Will Richardson and Self-Directed Learning to the Extreme
I found out some time ago that the real test of our beliefs is how they play out with our own kids. For 14 years, I used Dick Bolles’ book What Color is Your Parachute as a guide to how to organize a self-directed job search. The method outlined in the book is unconventional and requires an uncommon level of organization and commitment. At one point the book recommends closing a job interview with a series of six questions that escalated something like this:
- Now that you’ve interviewed me, do you feel that I have the skills to do the job?
- If we agree that I have the skills, can you hire me now?
- If you can’t make the decision to hire me now, who would have the authority to hire me, and could we arrange a meeting with that person?
I looked at What Color is Your Parachute through much different eyes when my own son called and recounted the reaction he got when he tried to follow that advice in his own job search. (The hiring manager was totally freaked out, to say the least.) What had seemed a perfectly logical way for job seekers (other people’s kids) to control their interviews seemed like pretty strange behavior when my child tried it.
In this post, Will advises his own kids not to feel that they have to get a college degree.
But, and I haven’t told your mom this yet, I’ve changed my mind. I want you to know that you don’t have to go to college if you don’t want to, and that there are other avenues to achieving that future that may be more instructive, more meaningful, and more relevant than getting a degree.
…that is what I want for you, to connect to people and environments where your passions connect, and the expectation is that you learn together, not learn on your own. Where you are free to create your own curriculum, find your own teachers, and create your own assessments as they are relevant. Where you make decisions (and your teachers guide you in those decisions) as to what is relevant to know and what isn’t instead of someone deciding that for you. Where at the end of the day, you’ll look back and find that the vast majority of your effort has been time well spent, not time wasted.
It’s a brave statement for a father to make.
Self-directed learning use to be the way most learned in America early on. Miguel Guhlin quotes you on his site. Here is my comment to him about this idea…
Our country was founded on self-directed study that took place while individuals were serving as indentured servants learning an apprenticeship.
In fact, Nathaniel Bowditch, an early mathematician, made most of his important higher mathematical discoveries while serving as a bookkeeping apprenticeship on a sailing ship. He is one of many examples.
Nathaniel Bowditch
Conventional education, whether it is K-12 or higher education is one way of learning. But it isnt the *only* way.

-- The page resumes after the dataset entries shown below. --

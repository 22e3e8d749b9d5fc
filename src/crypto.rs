//! Cryptographic Operations Module
//!
//! Account signing for payout-address updates: secp256k1 key handling,
//! Ethereum address derivation, and EIP-55 checksum encoding.
//!
//! Private keys must never be exposed or logged.

use anyhow::Result;
use k256::ecdsa::{
    RecoveryId, Signature as EcdsaSignature, SigningKey as EcdsaSigningKey,
    VerifyingKey as EcdsaVerifyingKey,
};
use sha3::{Digest, Keccak256};

// ============================================================================
// TRANSACTION SIGNER
// ============================================================================

/// Signer for the account whose payout address is being changed.
///
/// Wraps the secp256k1 key recovered from the encrypted key file. The key
/// exists only inside this struct for the lifetime of one invocation; there
/// is intentionally no way to read it back out.
#[derive(Debug)]
pub struct TransactionSigner {
    /// ECDSA signing key (secp256k1)
    signing_key: EcdsaSigningKey,
}

impl TransactionSigner {
    /// Creates a signer from raw private key bytes.
    ///
    /// # Arguments
    ///
    /// * `key_bytes` - 32-byte secp256k1 private key
    pub fn from_key_bytes(key_bytes: &[u8]) -> Result<Self> {
        if key_bytes.len() != 32 {
            return Err(anyhow::anyhow!(
                "Invalid private key length: expected 32 bytes, got {}",
                key_bytes.len()
            ));
        }

        let secret_key_bytes: [u8; 32] = key_bytes
            .try_into()
            .map_err(|_| anyhow::anyhow!("Failed to convert private key to array"))?;

        let signing_key = EcdsaSigningKey::from_bytes(&secret_key_bytes.into())
            .map_err(|e| anyhow::anyhow!("Failed to create ECDSA signing key: {}", e))?;

        Ok(Self { signing_key })
    }

    /// Derives the Ethereum address controlled by this signer.
    ///
    /// The address is computed as keccak256(uncompressed_public_key)[12..32]
    /// and rendered in EIP-55 checksum form.
    pub fn address(&self) -> Result<String> {
        let verifying_key = self.signing_key.verifying_key();
        let public_key_point = verifying_key.to_encoded_point(false); // Uncompressed format
        let public_key_bytes = public_key_point.as_bytes();

        // Uncompressed format: 0x04 || x (32 bytes) || y (32 bytes) = 65 bytes total
        if public_key_bytes.len() != 65 || public_key_bytes[0] != 0x04 {
            return Err(anyhow::anyhow!(
                "Invalid public key format: expected 65 bytes with 0x04 prefix"
            ));
        }

        let hash = Keccak256::digest(&public_key_bytes[1..]);
        to_checksum_address(&hex::encode(&hash[12..]))
    }

    /// Signs a raw transaction hash with the ECDSA key.
    ///
    /// This does NOT apply the Ethereum signed message prefix — the caller is
    /// expected to pass a keccak256 hash of an RLP-encoded transaction.
    ///
    /// # Returns
    ///
    /// * `Ok((r, s, recovery_id))` — r and s are 32-byte big-endian, recovery_id is 0 or 1
    pub fn sign_hash(&self, hash: &[u8; 32]) -> Result<([u8; 32], [u8; 32], u8)> {
        use k256::ecdsa::signature::hazmat::PrehashSigner;
        let signature: EcdsaSignature = self
            .signing_key
            .sign_prehash(hash)
            .map_err(|e| anyhow::anyhow!("Failed to sign transaction hash: {}", e))?;

        let sig_bytes = signature.to_bytes();
        if sig_bytes.len() != 64 {
            return Err(anyhow::anyhow!(
                "Invalid signature length: expected 64 bytes, got {}",
                sig_bytes.len()
            ));
        }

        let mut r = [0u8; 32];
        let mut s = [0u8; 32];
        r.copy_from_slice(&sig_bytes[..32]);
        s.copy_from_slice(&sig_bytes[32..64]);

        // Calculate recovery ID by trying both 0 and 1
        let verifying_key = self.signing_key.verifying_key();
        let public_key_point = verifying_key.to_encoded_point(false);
        let public_key_bytes = public_key_point.as_bytes();

        let recovery_id_0 = RecoveryId::new(false, false);
        let recovery_id = if let Ok(recovered) =
            EcdsaVerifyingKey::recover_from_prehash(hash, &signature, recovery_id_0)
        {
            let recovered_point = recovered.to_encoded_point(false);
            if recovered_point.as_bytes() == public_key_bytes {
                0u8
            } else {
                1u8
            }
        } else {
            1u8
        };

        Ok((r, s, recovery_id))
    }
}

// ============================================================================
// ADDRESS CHECKSUMMING
// ============================================================================

/// Renders an address in EIP-55 checksum form.
///
/// Accepts the address with or without the 0x prefix, in any letter case.
/// Letters are uppercased wherever the corresponding nibble of
/// keccak256(lowercase_hex) is 8 or higher.
pub fn to_checksum_address(address: &str) -> Result<String> {
    let clean = address.strip_prefix("0x").unwrap_or(address).to_lowercase();
    if clean.len() != 40 || !clean.bytes().all(|b| b.is_ascii_hexdigit()) {
        return Err(anyhow::anyhow!(
            "Invalid address '{}': expected 40 hex characters",
            address
        ));
    }

    let digest = Keccak256::digest(clean.as_bytes());

    let mut checksummed = String::with_capacity(42);
    checksummed.push_str("0x");
    for (i, c) in clean.chars().enumerate() {
        let nibble = if i % 2 == 0 {
            digest[i / 2] >> 4
        } else {
            digest[i / 2] & 0x0f
        };
        if c.is_ascii_alphabetic() && nibble >= 8 {
            checksummed.push(c.to_ascii_uppercase());
        } else {
            checksummed.push(c);
        }
    }

    Ok(checksummed)
}

// ============================================================================
// TESTS
// ============================================================================

#[cfg(test)]
mod tests {
    use super::*;

    /// Well-known development key (Hardhat account #0).
    const TEST_PRIVATE_KEY: &str =
        "ac0974bec39a17e36ba4a6b4d238ff944bacb478cbed5efcae784d7bf4f2ff80";
    const TEST_ADDRESS: &str = "0xf39Fd6e51aad88F6F4ce6aB8827279cffFb92266";

    fn test_signer() -> TransactionSigner {
        let key_bytes = hex::decode(TEST_PRIVATE_KEY).unwrap();
        TransactionSigner::from_key_bytes(&key_bytes).unwrap()
    }

    #[test]
    fn test_address_derivation_matches_known_account() {
        assert_eq!(test_signer().address().unwrap(), TEST_ADDRESS);
    }

    #[test]
    fn test_from_key_bytes_rejects_wrong_length() {
        assert!(TransactionSigner::from_key_bytes(&[0u8; 31]).is_err());
        assert!(TransactionSigner::from_key_bytes(&[0u8; 33]).is_err());
    }

    #[test]
    fn test_sign_hash_is_deterministic() {
        let signer = test_signer();
        let hash = [0x42u8; 32];
        let first = signer.sign_hash(&hash).unwrap();
        let second = signer.sign_hash(&hash).unwrap();
        assert_eq!(first, second);
        assert!(first.2 <= 1, "recovery id must be 0 or 1");
    }

    #[test]
    fn test_checksum_known_vectors() {
        // Vectors from the EIP-55 reference list
        for expected in [
            "0x5aAeb6053F3E94C9b9A09f33669435E7Ef1BeAed",
            "0xfB6916095ca1df60bB79Ce92cE3Ea74c37c5d359",
            "0xdbF03B407c01E7cD3CBea99509d93f8DDDC8C6FB",
            "0xD1220A0cf47c7B9Be7A2E6BA89F429762e7b9aDb",
        ] {
            assert_eq!(
                to_checksum_address(&expected.to_lowercase()).unwrap(),
                expected
            );
        }
    }

    #[test]
    fn test_checksum_accepts_missing_prefix() {
        assert_eq!(
            to_checksum_address("fb6916095ca1df60bb79ce92ce3ea74c37c5d359").unwrap(),
            "0xfB6916095ca1df60bB79Ce92cE3Ea74c37c5d359"
        );
    }

    #[test]
    fn test_checksum_rejects_malformed_addresses() {
        assert!(to_checksum_address("0x1234").is_err());
        assert!(to_checksum_address("0xzz6916095ca1df60bb79ce92ce3ea74c37c5d359").is_err());
    }
}
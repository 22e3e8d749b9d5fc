//! Shared test helpers for payout-admin tests
//!
//! This module provides constants and helper functions used by the keystore
//! and JSON-RPC tests: a well-known development key, keystore/secret fixture
//! builders, and JSON-RPC response builders.

#![allow(dead_code)]

use serde_json::json;
use std::path::{Path, PathBuf};

// ============================================================================
// CONSTANTS
// ============================================================================

/// Passphrase used to encrypt the test keystore fixtures
pub const DUMMY_PASSPHRASE: &str = "hunter2";

/// Well-known development private key (Hardhat account #0)
pub const DUMMY_PRIVATE_KEY: &str =
    "ac0974bec39a17e36ba4a6b4d238ff944bacb478cbed5efcae784d7bf4f2ff80";

/// EIP-55 checksummed address of [`DUMMY_PRIVATE_KEY`]
pub const DUMMY_ACCOUNT_ADDR: &str = "0xf39Fd6e51aad88F6F4ce6aB8827279cffFb92266";

/// Dummy new payout address (EVM format, 40 hex characters)
pub const DUMMY_PAYOUT_ADDR: &str = "0x00000000000000000000000000000000000000ab";

/// Dummy previously registered payout address (EVM format, 40 hex characters)
pub const DUMMY_OLD_PAYOUT_ADDR: &str = "0x00000000000000000000000000000000000000cd";

/// Dummy transaction hash (64 hex characters)
pub const DUMMY_TX_HASH: &str =
    "0x1111111111111111111111111111111111111111111111111111111111111111";

/// Keystore file name with the geth-style `UTC` prefix
pub const DUMMY_KEY_FILE_NAME: &str =
    "UTC--2024-01-01T00-00-00.000000000Z--f39fd6e51aad88f6f4ce6ab8827279cfffb92266";

// ============================================================================
// FIXTURE BUILDERS
// ============================================================================

/// Encrypts [`DUMMY_PRIVATE_KEY`] under [`DUMMY_PASSPHRASE`] into `dir`,
/// using the given file name, and returns the key file path.
pub fn write_keystore(dir: &Path, name: &str) -> PathBuf {
    let key_bytes = hex::decode(DUMMY_PRIVATE_KEY).expect("Test key must be valid hex");
    let mut rng = rand::thread_rng();
    eth_keystore::encrypt_key(dir, &mut rng, key_bytes, DUMMY_PASSPHRASE, Some(name))
        .expect("Failed to write keystore fixture");
    dir.join(name)
}

/// Writes a secret file holding the given passphrase on its first line.
pub fn write_secret(dir: &Path, passphrase: &str) -> PathBuf {
    let path = dir.join(".secret");
    std::fs::write(&path, format!("{}\n", passphrase)).expect("Failed to write secret fixture");
    path
}

// ============================================================================
// JSON-RPC RESPONSE BUILDERS
// ============================================================================

/// Wraps a result value in a JSON-RPC 2.0 response envelope.
pub fn rpc_result(result: serde_json::Value) -> serde_json::Value {
    json!({
        "jsonrpc": "2.0",
        "result": result,
        "id": 1
    })
}

/// Builds a JSON-RPC 2.0 error response.
pub fn rpc_error(code: i32, message: &str) -> serde_json::Value {
    json!({
        "jsonrpc": "2.0",
        "error": { "code": code, "message": message },
        "id": 1
    })
}

/// Builds a transaction receipt result for the given hash and status.
pub fn receipt_result(tx_hash: &str, status: &str) -> serde_json::Value {
    rpc_result(json!({
        "transactionHash": tx_hash,
        "blockNumber": "0x10",
        "status": status
    }))
}

/// Builds the `eth_call` return word for `payoutAddresses(address)`: the
/// registered address left-padded to 32 bytes.
pub fn payout_address_word(address: &str) -> String {
    let clean = address.strip_prefix("0x").unwrap_or(address).to_lowercase();
    format!("0x{:0>64}", clean)
}
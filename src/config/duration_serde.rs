//! Serde helpers for human-readable durations in configuration.

/// Duration written as a humantime string ("30s", "1m30s") and read back from
/// either such a string or a whole number of seconds
pub mod duration {
    use serde::{Deserialize, Deserializer, Serializer, de};
    use std::time::Duration;

    #[derive(Deserialize)]
    #[serde(untagged)]
    enum RawDuration {
        Seconds(u64),
        Text(String),
    }

    pub fn serialize<S>(duration: &Duration, serializer: S) -> Result<S::Ok, S::Error>
    where
        S: Serializer,
    {
        serializer.collect_str(&humantime::format_duration(*duration))
    }

    pub fn deserialize<'de, D>(deserializer: D) -> Result<Duration, D::Error>
    where
        D: Deserializer<'de>,
    {
        match RawDuration::deserialize(deserializer)? {
            RawDuration::Seconds(seconds) => Ok(Duration::from_secs(seconds)),
            RawDuration::Text(text) => humantime::parse_duration(text.trim())
                .map_err(|e| de::Error::custom(format!("invalid duration '{text}': {e}"))),
        }
    }
}

#[cfg(test)]
mod tests {
    use serde::{Deserialize, Serialize};
    use std::time::Duration;

    #[derive(Debug, Serialize, Deserialize)]
    struct Shutdown {
        #[serde(with = "super::duration")]
        timeout: Duration,
    }

    #[test]
    fn test_parse_human_readable() {
        let parsed: Shutdown = toml::from_str(r#"timeout = "1m30s""#).unwrap();
        assert_eq!(parsed.timeout, Duration::from_secs(90));
    }

    #[test]
    fn test_parse_seconds() {
        let parsed: Shutdown = toml::from_str("timeout = 45").unwrap();
        assert_eq!(parsed.timeout, Duration::from_secs(45));
    }

    #[test]
    fn test_negative_and_garbage_rejected() {
        assert!(toml::from_str::<Shutdown>("timeout = -5").is_err());
        assert!(toml::from_str::<Shutdown>(r#"timeout = "soon""#).is_err());
    }

    #[test]
    fn test_written_as_humantime() {
        let written = toml::to_string(&Shutdown {
            timeout: Duration::from_secs(150),
        })
        .unwrap();
        assert_eq!(written.trim(), r#"timeout = "2m 30s""#);
    }
}
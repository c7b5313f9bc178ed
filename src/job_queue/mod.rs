//! Keyed job queue
//!
//! Coordinates in-process job execution:
//! - jobs sharing a queue key run one at a time, in submission order
//! - jobs on different keys run concurrently, bounded by a global limit
//! - jobs can be looked up, dequeued, waited for and killed by identity
//!
//! The subsystem is built around these components:
//! - `JobQueue`: the coordinator owning all scheduling state
//! - `ExecutionGate`: process-wide switch freezing admissions and promotions
//! - `ConcurrencyLimit`: live-adjustable cap on concurrently executing keys
//! - `QueueMetricsSink`: receiver of counts and outcomes after each transition

pub mod coordinator;
pub mod gate;
pub mod limit;
pub mod metrics;
pub mod types;
mod worker;

pub use coordinator::{JobQueue, JobQueueBuilder};
pub use gate::ExecutionGate;
pub use limit::ConcurrencyLimit;
pub use metrics::{LogMetricsSink, NoopMetricsSink, QueueMetricsSink};
pub use types::*;
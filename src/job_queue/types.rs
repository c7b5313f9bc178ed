//! Job queue type definitions

use async_trait::async_trait;
use chrono::{DateTime, Utc};
use serde::{Deserialize, Serialize, Serializer};
use std::collections::BTreeMap;
use std::fmt;
use std::sync::Arc;
use uuid::Uuid;

/// Stable identity of a job
#[derive(Debug, Clone, Copy, PartialEq, Eq, PartialOrd, Ord, Hash, Serialize, Deserialize)]
#[serde(transparent)]
pub struct JobId(Uuid);

impl JobId {
    /// Create a new random job identity
    pub fn new() -> Self {
        Self(Uuid::new_v4())
    }

    /// Underlying UUID
    pub fn as_uuid(&self) -> Uuid {
        self.0
    }
}

impl Default for JobId {
    fn default() -> Self {
        Self::new()
    }
}

impl From<Uuid> for JobId {
    fn from(id: Uuid) -> Self {
        Self(id)
    }
}

impl fmt::Display for JobId {
    fn fmt(&self, f: &mut fmt::Formatter<'_>) -> fmt::Result {
        self.0.fmt(f)
    }
}

/// Key grouping jobs that must run strictly one after another
///
/// Jobs submitted without a key get `QueueKey::Job(own id)`, making each of
/// them a singleton queue that never waits on another job.
#[derive(Debug, Clone, PartialEq, Eq, PartialOrd, Ord, Hash)]
pub enum QueueKey {
    /// Caller-chosen queue name (e.g. a deploy target or a repository)
    Named(String),
    /// Private queue of a single job
    Job(JobId),
}

impl QueueKey {
    /// Create a named queue key
    pub fn named(name: impl Into<String>) -> Self {
        QueueKey::Named(name.into())
    }
}

impl From<&str> for QueueKey {
    fn from(name: &str) -> Self {
        QueueKey::Named(name.to_string())
    }
}

impl From<String> for QueueKey {
    fn from(name: String) -> Self {
        QueueKey::Named(name)
    }
}

impl From<JobId> for QueueKey {
    fn from(id: JobId) -> Self {
        QueueKey::Job(id)
    }
}

impl fmt::Display for QueueKey {
    fn fmt(&self, f: &mut fmt::Formatter<'_>) -> fmt::Result {
        match self {
            QueueKey::Named(name) => write!(f, "{name}"),
            QueueKey::Job(id) => write!(f, "job:{id}"),
        }
    }
}

// Serialised as a plain string so snapshots can use keys as JSON object keys.
impl Serialize for QueueKey {
    fn serialize<S>(&self, serializer: S) -> Result<S::Ok, S::Error>
    where
        S: Serializer,
    {
        serializer.collect_str(self)
    }
}

/// A unit of work the coordinator can run
///
/// The coordinator only relies on the identity and on `perform` finishing
/// (successfully or not). Whatever the job does, and how it records its own
/// failure, is its own business.
#[async_trait]
pub trait Job: Send + Sync + fmt::Debug {
    /// Stable identity used for lookup, cancellation and the default queue key
    fn id(&self) -> JobId;

    /// Run the job to completion
    ///
    /// The future is dropped at its next await point when the job is killed.
    async fn perform(&self) -> anyhow::Result<()>;

    /// Human readable label for logs and snapshots
    fn describe(&self) -> String {
        self.id().to_string()
    }
}

/// Result of a `submit` call
#[derive(Debug, Clone, Copy, PartialEq, Eq, Serialize)]
#[serde(rename_all = "snake_case")]
pub enum Admission {
    /// The job was admitted and its worker started
    Started,
    /// The job waits in the backlog behind its key or the concurrency limit
    Queued,
    /// Execution is globally disabled; the job was dropped without effect
    Disabled,
}

impl Admission {
    /// Whether the job started immediately
    pub fn is_started(&self) -> bool {
        matches!(self, Admission::Started)
    }
}

/// How a worker ended
#[derive(Debug, Clone, Copy, PartialEq, Eq, Hash, Serialize)]
#[serde(rename_all = "snake_case")]
pub enum JobOutcome {
    Succeeded,
    Failed,
    Killed,
}

impl JobOutcome {
    pub fn as_str(&self) -> &'static str {
        match self {
            JobOutcome::Succeeded => "succeeded",
            JobOutcome::Failed => "failed",
            JobOutcome::Killed => "killed",
        }
    }
}

/// Point-in-time counts delivered to metrics sinks
#[derive(Debug, Clone, Copy, Default, PartialEq, Eq, Serialize)]
pub struct QueueCounts {
    /// Number of executing jobs (one per busy queue key)
    pub executing: usize,
    /// Number of pending jobs across all keys
    pub queued: usize,
}

/// An executing job as shown in snapshots
#[derive(Debug, Clone, Serialize)]
pub struct ExecutingJob {
    pub id: JobId,
    pub description: String,
    pub started_at: DateTime<Utc>,
}

/// A pending job as shown in snapshots
#[derive(Debug, Clone, Serialize)]
pub struct PendingJob {
    pub id: JobId,
    pub description: String,
    pub enqueued_at: DateTime<Utc>,
}

/// Read-only view of the coordinator taken under its lock
#[derive(Debug, Clone, Serialize)]
pub struct QueueSnapshot {
    pub enabled: bool,
    /// Current concurrency limit, `None` when unbounded
    pub max_concurrent: Option<usize>,
    pub executing: BTreeMap<QueueKey, ExecutingJob>,
    /// Pending jobs per key, oldest first
    pub pending: BTreeMap<QueueKey, Vec<PendingJob>>,
}

impl QueueSnapshot {
    pub fn counts(&self) -> QueueCounts {
        QueueCounts {
            executing: self.executing.len(),
            queued: self.pending.values().map(Vec::len).sum(),
        }
    }
}

/// Shared handle to a job
pub type SharedJob = Arc<dyn Job>;
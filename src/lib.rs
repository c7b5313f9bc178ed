pub mod config;
pub mod errors;
pub mod job_queue;
pub mod jobs;
pub mod observability;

Here is my comment on Will’s site. http://weblogg-ed.com/2006/dear-…e/#comment- 7021
What a fabulous post… I am a huge supporter of SDL and hopefully more people will catch on and it will become just as important as having a formal degree.
That’s an extraordinary post. Will never disappoints. Thanks for sharing that link, particularly as I am so (painfully) behind in the blogosphere.
Other than “hurrah” and “amen,” I have two observations.
One is that I have to agree with Will about learning only when one decides the learning is “relevant” and the assessments are authentic. Learners are not always in a position to judge the relevance of what they’re learning. Children and adolescents (up to 21, I’d say) are usually not is a position to make those judgments. That said, I do think it is the teacher’s job to demonstrate the passion of one for whom the subject matter is not only relevant, but crucial.
The other observation is that the heart of my own hopes for education, as well as my own disappointments, is summed up in this beautiful sentence from Will’s post: “And I want to remind you that in my own experience, all of the “learning” I did in all of the college classrooms I’ve spent time in does not come close to the learning that I’ve done on my own for the simple reason that now I am learning with people who are just as (if not more) passionate to “know” as I am.” Without that community, the education always suffers.
Paradoxically or ironically or inconsistently, this is one of the main reasons my wife and I homeschooled our kids for several years. The lack of thorough, passionate intellectual commitment in most institutional educational settings made us want to forge that community early at home, so that our kids would always know how it *could* be and not just settle for how all to often it *is* (and, they say, must be–but I don’t believe them).